Your task
Please write out each entry exactly as it appears.

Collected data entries
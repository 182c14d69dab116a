/// Numeric conversion helpers.
///
/// This module promotes integers to floating point for division and mixed
/// comparisons, and turns a requested loop count into the number of
/// iterations actually run.
pub mod num;
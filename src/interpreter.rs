/// The evaluator module executes AST nodes and computes results.
///
/// The evaluator traverses the AST, performs arithmetic and comparisons,
/// selects conditional branches and runs the bounded loops. It is the core
/// execution engine of the interpreter.
///
/// # Responsibilities
/// - Evaluates AST nodes, performing all supported operations.
/// - Enforces the iteration cap on `while` and `for`.
/// - Reports runtime errors such as division by zero or overflow.
pub mod evaluator;
/// The lexer module tokenizes source code for further parsing.
///
/// The lexer reads the raw source text and lazily produces a stream of
/// tokens: numbers, identifiers, keywords and operators. This is the first
/// stage of interpretation.
///
/// # Responsibilities
/// - Converts the input character stream into tokens with source lines.
/// - Carves reserved words out of identifier matches.
/// - Reports and skips illegal characters without stopping.
pub mod lexer;
/// The parser module builds the abstract syntax tree (AST) from tokens.
///
/// The parser consumes the token stream produced by the lexer and constructs
/// a single statement honoring the operator precedence and associativity of
/// the language.
///
/// # Responsibilities
/// - Converts tokens into structured AST nodes (expressions, statements).
/// - Validates correct grammar and syntax, reporting errors with location info.
pub mod parser;
/// The value module defines the runtime data types for evaluation.
///
/// Integers, reals (produced by division), booleans (produced by
/// comparisons) and sequences (produced by loops).
pub mod value;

Result of this task
repository 182c14d69dab116a
/// Numeric conversion helpers.
///
/// This module promotes integers to floating point for division and mixed
/// comparisons, and turns a requested loop count into the number of
/// iterations actually run.
pub mod num;
filename src/interpreter.rs
/// The evaluator module executes AST nodes and computes results.
///
/// The evaluator traverses the AST, performs arithmetic and comparisons,
/// selects conditional branches and runs the bounded loops. It is the core
/// execution engine of the interpreter.
///
/// # Responsibilities
/// - Evaluates AST nodes, performing all supported operations.
/// - Enforces the iteration cap on `while` and `for`.
/// - Reports runtime errors such as division by zero or overflow.
pub mod evaluator;
/// The lexer module tokenizes source code for further parsing.
///
/// The lexer reads the raw source text and lazily produces a stream of
/// tokens: numbers, identifiers, keywords and operators. This is the first
/// stage of interpretation.
///
/// # Responsibilities
/// - Converts the input character stream into tokens with source lines.
/// - Carves reserved words out of identifier matches.
/// - Reports and skips illegal characters without stopping.
pub mod lexer;
/// The parser module builds the abstract syntax tree (AST) from tokens.
///
/// The parser consumes the token stream produced by the lexer and constructs
/// a single statement honoring the operator precedence and associativity of
/// the language.
///
/// # Responsibilities
/// - Converts tokens into structured AST nodes (expressions, statements).
/// - Validates correct grammar and syntax, reporting errors with location info.
pub mod parser;
/// The value module defines the runtime data types for evaluation.
///
/// Integers, reals (produced by division), booleans (produced by
/// comparisons) and sequences (produced by loops).
pub mod value;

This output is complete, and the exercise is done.